*Problem requirements*
For the material below, return exactly the lines starting at the one holding "if edf & EDF_STEAM_ID" and ending at the one holding "it. Split packet", counting both as part of the range.

+ + +

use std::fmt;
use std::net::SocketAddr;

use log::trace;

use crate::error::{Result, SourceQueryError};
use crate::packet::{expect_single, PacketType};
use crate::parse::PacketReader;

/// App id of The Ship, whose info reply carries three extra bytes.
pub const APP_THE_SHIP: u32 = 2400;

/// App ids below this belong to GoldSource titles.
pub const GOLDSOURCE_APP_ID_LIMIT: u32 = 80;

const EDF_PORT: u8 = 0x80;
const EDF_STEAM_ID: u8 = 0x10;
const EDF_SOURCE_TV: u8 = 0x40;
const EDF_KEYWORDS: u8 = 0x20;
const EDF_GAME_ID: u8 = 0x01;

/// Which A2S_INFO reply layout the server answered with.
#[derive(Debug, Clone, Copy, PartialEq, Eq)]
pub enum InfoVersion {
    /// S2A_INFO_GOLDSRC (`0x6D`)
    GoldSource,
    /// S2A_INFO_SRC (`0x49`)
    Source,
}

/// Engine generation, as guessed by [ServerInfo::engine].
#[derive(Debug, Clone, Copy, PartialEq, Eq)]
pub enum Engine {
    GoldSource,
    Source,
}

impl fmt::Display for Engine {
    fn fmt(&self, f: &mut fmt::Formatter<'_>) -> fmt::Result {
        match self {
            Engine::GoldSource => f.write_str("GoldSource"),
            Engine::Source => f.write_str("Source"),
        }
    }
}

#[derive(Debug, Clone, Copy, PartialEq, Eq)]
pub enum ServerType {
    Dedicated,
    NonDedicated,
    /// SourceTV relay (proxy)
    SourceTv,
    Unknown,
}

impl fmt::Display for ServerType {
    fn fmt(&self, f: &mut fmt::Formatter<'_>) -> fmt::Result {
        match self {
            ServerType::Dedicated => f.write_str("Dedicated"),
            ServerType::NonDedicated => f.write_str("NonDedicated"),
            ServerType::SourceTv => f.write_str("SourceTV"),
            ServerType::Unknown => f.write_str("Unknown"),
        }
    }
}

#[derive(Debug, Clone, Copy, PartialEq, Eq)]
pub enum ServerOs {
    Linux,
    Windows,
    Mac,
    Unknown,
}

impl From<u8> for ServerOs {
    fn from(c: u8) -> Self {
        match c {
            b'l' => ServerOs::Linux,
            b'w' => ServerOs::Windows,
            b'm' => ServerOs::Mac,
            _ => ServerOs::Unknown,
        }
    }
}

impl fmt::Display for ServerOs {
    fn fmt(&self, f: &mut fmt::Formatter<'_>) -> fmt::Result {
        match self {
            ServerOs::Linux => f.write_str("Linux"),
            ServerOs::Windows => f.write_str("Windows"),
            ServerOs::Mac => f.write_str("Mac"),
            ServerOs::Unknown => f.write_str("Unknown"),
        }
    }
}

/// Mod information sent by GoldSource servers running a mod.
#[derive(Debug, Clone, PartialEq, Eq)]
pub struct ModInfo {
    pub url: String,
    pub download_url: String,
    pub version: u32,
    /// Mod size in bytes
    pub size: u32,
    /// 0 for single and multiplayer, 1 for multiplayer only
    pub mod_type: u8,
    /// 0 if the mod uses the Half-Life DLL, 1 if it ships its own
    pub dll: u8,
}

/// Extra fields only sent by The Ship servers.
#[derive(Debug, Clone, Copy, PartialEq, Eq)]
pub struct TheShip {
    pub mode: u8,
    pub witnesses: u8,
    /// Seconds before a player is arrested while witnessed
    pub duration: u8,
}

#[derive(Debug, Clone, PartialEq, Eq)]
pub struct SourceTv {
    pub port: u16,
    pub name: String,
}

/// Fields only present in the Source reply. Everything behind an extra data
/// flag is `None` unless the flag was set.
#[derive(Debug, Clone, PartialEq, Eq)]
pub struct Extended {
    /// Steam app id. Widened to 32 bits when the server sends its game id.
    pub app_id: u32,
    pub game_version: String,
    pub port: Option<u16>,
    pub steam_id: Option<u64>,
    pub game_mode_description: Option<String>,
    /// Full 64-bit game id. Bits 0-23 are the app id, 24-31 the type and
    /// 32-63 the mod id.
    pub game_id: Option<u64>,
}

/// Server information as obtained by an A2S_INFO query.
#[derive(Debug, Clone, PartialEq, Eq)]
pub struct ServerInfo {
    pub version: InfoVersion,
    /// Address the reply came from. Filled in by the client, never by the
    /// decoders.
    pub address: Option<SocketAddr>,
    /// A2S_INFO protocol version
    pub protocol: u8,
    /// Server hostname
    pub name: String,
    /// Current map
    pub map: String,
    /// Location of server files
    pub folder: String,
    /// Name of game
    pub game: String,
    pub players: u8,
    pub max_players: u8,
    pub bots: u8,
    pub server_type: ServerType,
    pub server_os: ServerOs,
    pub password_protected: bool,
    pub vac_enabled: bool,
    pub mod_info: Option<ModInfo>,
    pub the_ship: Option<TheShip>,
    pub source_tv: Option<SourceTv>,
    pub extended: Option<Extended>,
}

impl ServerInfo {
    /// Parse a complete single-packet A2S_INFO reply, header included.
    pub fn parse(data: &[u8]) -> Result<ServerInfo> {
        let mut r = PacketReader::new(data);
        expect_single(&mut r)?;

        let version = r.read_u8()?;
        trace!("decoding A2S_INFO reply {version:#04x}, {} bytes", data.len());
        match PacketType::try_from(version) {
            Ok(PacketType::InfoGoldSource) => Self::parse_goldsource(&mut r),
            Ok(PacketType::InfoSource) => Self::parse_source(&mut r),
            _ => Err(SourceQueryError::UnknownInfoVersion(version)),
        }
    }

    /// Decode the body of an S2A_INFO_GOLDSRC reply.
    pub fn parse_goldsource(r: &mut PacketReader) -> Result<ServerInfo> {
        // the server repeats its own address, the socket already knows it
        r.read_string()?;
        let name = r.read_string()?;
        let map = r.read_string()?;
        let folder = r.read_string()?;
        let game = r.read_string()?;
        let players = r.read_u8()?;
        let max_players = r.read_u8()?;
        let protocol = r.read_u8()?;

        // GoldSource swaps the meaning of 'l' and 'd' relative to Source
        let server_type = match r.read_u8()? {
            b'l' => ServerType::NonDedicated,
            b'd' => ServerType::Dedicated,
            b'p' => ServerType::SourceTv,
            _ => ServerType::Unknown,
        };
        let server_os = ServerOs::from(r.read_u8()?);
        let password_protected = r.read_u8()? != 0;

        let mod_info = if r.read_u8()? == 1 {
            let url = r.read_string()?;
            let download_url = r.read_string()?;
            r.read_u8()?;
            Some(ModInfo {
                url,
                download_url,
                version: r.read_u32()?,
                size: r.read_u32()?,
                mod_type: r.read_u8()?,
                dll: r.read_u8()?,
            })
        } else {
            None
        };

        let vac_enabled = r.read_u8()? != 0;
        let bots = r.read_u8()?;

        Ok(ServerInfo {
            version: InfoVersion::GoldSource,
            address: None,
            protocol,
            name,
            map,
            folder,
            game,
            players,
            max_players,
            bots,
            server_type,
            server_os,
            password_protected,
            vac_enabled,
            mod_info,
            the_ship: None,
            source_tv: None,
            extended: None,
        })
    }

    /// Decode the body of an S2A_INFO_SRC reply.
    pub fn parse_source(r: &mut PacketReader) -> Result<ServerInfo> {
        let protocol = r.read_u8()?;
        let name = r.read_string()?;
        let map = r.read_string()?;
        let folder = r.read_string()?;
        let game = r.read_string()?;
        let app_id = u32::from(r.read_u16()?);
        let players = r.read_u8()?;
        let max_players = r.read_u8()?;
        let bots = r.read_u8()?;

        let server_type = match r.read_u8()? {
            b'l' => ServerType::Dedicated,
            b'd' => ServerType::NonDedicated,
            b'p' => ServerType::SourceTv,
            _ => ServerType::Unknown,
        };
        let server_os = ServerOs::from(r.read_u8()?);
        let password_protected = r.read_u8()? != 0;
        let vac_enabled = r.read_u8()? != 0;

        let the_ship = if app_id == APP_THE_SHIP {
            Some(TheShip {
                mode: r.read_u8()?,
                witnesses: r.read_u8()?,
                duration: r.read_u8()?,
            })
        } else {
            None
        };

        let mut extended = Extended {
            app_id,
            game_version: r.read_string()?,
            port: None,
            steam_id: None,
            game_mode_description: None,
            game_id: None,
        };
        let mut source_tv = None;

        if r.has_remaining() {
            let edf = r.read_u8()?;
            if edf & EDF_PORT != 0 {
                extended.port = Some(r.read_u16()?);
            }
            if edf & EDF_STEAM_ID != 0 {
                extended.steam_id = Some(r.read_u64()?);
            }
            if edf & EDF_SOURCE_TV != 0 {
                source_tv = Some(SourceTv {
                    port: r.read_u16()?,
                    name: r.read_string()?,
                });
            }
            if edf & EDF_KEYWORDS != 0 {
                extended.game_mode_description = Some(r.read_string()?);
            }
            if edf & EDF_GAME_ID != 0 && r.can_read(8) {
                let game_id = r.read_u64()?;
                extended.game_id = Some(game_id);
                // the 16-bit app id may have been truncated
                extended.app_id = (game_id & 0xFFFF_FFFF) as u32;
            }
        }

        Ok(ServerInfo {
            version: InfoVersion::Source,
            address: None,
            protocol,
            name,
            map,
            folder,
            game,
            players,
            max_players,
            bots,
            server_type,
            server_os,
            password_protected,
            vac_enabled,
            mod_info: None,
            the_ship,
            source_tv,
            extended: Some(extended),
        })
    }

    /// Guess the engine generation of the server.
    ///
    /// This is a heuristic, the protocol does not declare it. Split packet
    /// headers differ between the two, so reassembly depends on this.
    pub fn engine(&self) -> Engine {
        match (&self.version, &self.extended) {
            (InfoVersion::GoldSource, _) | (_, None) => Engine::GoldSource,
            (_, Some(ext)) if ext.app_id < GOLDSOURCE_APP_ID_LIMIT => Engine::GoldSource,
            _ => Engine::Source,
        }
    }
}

+ + +

*Solved exercise*
            if edf & EDF_STEAM_ID != 0 {
                extended.steam_id = Some(r.read_u64()?);
            }
            if edf & EDF_SOURCE_TV != 0 {
                source_tv = Some(SourceTv {
                    port: r.read_u16()?,
                    name: r.read_string()?,
                });
            }
            if edf & EDF_KEYWORDS != 0 {
                extended.game_mode_description = Some(r.read_string()?);
            }
            if edf & EDF_GAME_ID != 0 && r.can_read(8) {
                let game_id = r.read_u64()?;
                extended.game_id = Some(game_id);
                // the 16-bit app id may have been truncated
                extended.app_id = (game_id & 0xFFFF_FFFF) as u32;
            }
        }

        Ok(ServerInfo {
            version: InfoVersion::Source,
            address: None,
            protocol,
            name,
            map,
            folder,
            game,
            players,
            max_players,
            bots,
            server_type,
            server_os,
            password_protected,
            vac_enabled,
            mod_info: None,
            the_ship,
            source_tv,
            extended: Some(extended),
        })
    }

    /// Guess the engine generation of the server.
    ///
    /// This is a heuristic, the protocol does not declare it. Split packet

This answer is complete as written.